### EXERCISE PROMPT
In the entries that follow, find the word "ManifestWritten" and report each line it is on.

------ INPUT MATERIAL

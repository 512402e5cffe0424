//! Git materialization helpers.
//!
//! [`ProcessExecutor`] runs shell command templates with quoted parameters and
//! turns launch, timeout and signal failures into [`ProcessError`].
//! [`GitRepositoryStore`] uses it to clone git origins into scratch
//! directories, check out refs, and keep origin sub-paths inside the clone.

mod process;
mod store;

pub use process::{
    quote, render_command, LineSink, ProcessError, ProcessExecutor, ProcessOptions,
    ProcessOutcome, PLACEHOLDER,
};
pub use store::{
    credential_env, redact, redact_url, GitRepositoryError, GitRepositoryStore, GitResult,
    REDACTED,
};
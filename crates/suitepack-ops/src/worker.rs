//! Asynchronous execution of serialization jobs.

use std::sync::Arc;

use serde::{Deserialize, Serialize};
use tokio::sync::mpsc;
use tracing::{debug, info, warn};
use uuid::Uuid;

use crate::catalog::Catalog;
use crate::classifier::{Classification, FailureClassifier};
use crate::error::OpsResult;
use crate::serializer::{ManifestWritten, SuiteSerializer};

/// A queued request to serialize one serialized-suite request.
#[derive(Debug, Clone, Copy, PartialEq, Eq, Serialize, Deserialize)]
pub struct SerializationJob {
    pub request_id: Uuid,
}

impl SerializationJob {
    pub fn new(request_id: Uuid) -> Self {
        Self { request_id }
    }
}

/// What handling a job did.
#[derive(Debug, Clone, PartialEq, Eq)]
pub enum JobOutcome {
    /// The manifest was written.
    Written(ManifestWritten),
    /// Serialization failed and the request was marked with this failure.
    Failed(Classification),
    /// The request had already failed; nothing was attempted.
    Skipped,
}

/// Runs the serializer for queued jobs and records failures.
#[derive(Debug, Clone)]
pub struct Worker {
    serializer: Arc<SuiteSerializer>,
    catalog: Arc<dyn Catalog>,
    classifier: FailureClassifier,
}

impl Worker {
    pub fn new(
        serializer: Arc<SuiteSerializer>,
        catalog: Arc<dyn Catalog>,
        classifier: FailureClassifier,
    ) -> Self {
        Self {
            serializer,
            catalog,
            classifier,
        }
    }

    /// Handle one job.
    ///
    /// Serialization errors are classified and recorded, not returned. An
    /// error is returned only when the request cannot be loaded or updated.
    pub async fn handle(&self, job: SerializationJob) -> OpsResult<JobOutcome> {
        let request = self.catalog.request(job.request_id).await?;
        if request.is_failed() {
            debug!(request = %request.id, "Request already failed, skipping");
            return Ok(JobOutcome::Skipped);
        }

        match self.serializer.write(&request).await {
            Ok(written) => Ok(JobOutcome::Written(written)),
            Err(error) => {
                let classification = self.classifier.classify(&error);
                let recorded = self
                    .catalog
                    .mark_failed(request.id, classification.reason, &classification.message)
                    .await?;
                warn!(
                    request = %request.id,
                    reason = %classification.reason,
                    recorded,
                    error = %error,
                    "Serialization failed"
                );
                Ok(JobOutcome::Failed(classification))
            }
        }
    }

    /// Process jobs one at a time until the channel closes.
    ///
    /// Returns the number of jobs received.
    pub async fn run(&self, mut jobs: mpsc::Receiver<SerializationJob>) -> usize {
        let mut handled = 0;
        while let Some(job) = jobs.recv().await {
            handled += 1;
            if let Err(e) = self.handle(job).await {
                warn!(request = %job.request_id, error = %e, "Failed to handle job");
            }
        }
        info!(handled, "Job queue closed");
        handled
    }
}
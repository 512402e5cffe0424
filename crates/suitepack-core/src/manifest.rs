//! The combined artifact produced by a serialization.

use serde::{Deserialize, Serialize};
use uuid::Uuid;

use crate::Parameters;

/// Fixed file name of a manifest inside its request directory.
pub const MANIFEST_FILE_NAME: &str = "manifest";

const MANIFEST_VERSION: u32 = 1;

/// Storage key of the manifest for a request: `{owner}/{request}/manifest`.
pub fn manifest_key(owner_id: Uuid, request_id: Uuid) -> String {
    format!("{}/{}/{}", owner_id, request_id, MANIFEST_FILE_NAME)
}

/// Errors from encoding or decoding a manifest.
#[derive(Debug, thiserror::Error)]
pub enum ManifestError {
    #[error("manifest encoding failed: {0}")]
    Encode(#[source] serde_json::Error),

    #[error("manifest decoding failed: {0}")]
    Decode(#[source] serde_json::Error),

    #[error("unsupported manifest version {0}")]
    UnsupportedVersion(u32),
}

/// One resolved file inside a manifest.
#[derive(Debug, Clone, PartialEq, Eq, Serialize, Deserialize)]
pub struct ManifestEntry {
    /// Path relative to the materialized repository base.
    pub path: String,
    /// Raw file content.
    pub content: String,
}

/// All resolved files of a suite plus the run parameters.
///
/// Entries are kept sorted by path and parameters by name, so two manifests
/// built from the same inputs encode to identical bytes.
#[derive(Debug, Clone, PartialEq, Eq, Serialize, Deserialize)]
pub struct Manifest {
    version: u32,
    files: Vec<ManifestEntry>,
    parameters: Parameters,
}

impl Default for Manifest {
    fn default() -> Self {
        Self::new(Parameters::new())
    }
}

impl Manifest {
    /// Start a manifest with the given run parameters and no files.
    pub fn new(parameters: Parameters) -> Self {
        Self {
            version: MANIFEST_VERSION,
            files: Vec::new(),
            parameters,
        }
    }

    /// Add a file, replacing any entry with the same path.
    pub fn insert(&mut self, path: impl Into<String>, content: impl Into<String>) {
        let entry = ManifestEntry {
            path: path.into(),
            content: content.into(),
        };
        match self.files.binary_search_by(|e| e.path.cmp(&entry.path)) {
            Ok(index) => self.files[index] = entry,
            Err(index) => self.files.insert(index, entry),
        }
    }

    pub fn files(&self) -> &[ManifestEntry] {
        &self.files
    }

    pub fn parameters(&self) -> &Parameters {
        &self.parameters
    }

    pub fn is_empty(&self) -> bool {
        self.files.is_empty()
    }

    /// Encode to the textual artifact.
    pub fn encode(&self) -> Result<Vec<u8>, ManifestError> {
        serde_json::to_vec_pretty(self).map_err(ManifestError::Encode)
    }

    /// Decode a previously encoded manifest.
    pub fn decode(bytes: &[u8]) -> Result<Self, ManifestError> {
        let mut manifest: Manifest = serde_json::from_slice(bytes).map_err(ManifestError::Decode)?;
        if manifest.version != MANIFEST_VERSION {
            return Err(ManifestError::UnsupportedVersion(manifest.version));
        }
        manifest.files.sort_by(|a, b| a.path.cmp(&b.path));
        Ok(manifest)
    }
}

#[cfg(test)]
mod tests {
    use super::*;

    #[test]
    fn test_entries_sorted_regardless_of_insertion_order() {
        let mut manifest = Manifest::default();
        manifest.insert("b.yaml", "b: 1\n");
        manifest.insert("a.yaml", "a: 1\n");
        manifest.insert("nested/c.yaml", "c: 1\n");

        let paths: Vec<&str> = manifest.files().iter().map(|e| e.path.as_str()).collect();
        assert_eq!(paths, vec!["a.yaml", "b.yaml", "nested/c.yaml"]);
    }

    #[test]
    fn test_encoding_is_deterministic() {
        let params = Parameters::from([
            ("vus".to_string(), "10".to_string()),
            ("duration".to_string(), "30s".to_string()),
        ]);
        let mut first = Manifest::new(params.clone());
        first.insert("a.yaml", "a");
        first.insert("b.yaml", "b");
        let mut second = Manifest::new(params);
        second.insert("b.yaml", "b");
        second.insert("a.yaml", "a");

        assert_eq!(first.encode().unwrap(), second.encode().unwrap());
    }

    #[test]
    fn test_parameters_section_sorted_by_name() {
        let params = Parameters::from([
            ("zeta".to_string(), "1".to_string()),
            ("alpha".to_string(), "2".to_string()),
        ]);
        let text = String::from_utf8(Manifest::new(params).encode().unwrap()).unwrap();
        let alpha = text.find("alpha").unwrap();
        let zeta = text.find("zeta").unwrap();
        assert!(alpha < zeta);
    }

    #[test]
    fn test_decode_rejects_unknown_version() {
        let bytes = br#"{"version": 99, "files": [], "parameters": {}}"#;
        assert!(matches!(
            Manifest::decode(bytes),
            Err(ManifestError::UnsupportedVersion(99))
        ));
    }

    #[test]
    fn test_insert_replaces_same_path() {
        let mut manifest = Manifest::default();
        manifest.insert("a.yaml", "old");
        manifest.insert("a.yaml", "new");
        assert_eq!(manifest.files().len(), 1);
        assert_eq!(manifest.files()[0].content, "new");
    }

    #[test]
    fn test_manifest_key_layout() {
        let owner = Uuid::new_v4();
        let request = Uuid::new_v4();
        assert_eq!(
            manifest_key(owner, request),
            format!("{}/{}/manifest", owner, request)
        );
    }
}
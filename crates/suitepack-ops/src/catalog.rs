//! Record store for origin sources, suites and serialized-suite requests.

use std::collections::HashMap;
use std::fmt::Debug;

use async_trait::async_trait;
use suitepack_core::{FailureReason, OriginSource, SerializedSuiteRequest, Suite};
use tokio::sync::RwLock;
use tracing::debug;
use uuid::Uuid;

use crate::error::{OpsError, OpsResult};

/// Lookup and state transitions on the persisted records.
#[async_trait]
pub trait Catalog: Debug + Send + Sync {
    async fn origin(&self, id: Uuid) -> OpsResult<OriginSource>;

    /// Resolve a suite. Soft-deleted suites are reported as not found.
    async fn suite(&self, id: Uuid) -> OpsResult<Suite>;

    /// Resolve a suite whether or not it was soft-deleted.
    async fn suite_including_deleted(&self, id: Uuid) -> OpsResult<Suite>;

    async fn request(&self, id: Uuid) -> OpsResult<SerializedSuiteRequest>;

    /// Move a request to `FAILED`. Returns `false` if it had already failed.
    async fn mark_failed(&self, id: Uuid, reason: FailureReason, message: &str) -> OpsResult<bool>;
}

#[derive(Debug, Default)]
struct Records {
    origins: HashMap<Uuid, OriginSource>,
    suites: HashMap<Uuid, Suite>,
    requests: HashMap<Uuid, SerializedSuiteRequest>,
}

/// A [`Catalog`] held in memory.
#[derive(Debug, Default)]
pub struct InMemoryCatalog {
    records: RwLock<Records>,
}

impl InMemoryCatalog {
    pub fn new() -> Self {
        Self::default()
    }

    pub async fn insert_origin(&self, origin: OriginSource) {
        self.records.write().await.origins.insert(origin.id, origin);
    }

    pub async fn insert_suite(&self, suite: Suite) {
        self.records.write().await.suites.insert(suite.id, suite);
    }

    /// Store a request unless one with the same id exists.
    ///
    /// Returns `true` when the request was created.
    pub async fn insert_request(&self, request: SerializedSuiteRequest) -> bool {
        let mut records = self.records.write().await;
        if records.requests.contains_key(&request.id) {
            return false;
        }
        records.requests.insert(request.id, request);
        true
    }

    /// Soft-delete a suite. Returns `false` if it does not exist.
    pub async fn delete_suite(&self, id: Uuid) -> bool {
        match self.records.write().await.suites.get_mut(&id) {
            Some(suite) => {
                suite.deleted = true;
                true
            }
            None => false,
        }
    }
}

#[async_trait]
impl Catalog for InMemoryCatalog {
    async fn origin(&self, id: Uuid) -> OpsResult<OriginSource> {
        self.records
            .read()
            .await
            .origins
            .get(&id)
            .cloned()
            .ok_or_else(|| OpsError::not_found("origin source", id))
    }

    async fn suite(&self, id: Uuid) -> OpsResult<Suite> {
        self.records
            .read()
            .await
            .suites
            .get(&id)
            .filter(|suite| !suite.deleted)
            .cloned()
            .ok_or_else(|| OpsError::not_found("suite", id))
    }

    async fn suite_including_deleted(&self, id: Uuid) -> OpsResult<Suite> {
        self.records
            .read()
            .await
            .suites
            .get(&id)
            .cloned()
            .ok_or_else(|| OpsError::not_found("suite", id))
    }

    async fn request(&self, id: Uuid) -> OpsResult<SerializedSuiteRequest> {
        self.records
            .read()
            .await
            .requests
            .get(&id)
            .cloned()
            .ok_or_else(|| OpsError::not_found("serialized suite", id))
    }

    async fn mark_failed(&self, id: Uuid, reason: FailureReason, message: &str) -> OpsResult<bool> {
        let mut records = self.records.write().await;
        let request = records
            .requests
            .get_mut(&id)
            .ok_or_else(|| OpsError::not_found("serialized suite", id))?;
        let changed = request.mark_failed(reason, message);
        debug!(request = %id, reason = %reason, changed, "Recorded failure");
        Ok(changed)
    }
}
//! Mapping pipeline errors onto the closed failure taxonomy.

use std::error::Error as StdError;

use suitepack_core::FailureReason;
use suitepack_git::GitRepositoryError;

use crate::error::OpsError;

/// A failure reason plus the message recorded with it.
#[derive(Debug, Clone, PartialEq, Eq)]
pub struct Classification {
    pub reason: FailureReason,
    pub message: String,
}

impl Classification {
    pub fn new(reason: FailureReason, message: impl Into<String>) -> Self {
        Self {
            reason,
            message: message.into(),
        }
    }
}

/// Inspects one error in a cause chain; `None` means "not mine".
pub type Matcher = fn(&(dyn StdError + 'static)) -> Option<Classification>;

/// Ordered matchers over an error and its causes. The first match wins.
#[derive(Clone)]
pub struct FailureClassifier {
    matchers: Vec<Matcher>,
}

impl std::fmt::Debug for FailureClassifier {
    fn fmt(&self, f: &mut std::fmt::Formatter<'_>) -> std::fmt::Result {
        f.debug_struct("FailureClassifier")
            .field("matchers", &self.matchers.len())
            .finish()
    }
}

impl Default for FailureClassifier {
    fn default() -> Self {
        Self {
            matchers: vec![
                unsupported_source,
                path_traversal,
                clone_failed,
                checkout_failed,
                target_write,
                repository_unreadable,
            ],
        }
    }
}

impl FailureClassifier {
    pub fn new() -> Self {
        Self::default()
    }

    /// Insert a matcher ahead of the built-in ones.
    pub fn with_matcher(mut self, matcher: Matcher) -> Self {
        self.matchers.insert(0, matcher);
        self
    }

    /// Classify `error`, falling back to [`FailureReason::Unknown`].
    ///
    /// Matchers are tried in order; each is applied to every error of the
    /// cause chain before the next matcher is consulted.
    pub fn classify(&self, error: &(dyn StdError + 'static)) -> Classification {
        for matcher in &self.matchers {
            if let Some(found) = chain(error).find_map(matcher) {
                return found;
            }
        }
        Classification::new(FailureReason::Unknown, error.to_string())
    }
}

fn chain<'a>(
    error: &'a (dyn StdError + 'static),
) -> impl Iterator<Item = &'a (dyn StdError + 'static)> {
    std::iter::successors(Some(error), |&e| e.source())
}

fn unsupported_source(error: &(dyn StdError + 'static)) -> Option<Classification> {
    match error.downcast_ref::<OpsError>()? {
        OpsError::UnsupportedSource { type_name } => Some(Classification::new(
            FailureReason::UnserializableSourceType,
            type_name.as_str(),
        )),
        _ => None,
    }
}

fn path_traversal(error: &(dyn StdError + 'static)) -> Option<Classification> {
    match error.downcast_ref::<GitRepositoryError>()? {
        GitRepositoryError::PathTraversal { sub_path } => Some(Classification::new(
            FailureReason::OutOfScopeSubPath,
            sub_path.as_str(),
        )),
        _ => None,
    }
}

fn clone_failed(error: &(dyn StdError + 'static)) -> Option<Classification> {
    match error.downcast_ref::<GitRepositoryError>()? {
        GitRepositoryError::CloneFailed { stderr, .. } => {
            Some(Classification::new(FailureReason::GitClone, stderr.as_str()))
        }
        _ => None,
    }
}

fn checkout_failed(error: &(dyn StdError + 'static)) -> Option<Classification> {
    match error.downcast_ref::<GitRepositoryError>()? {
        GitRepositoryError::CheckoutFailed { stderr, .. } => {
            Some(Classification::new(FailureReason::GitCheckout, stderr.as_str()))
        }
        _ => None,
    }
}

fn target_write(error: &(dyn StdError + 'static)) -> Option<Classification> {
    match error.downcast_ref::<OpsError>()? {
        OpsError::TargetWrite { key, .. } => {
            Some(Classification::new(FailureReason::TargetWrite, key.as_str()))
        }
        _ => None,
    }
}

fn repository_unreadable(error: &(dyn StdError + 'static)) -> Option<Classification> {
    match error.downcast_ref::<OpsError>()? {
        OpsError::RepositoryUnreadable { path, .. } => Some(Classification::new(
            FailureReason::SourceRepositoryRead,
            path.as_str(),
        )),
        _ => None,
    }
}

------------

### YOUR SOLUTION
use crate::serializer::{ManifestWritten, SuiteSerializer};
    Written(ManifestWritten),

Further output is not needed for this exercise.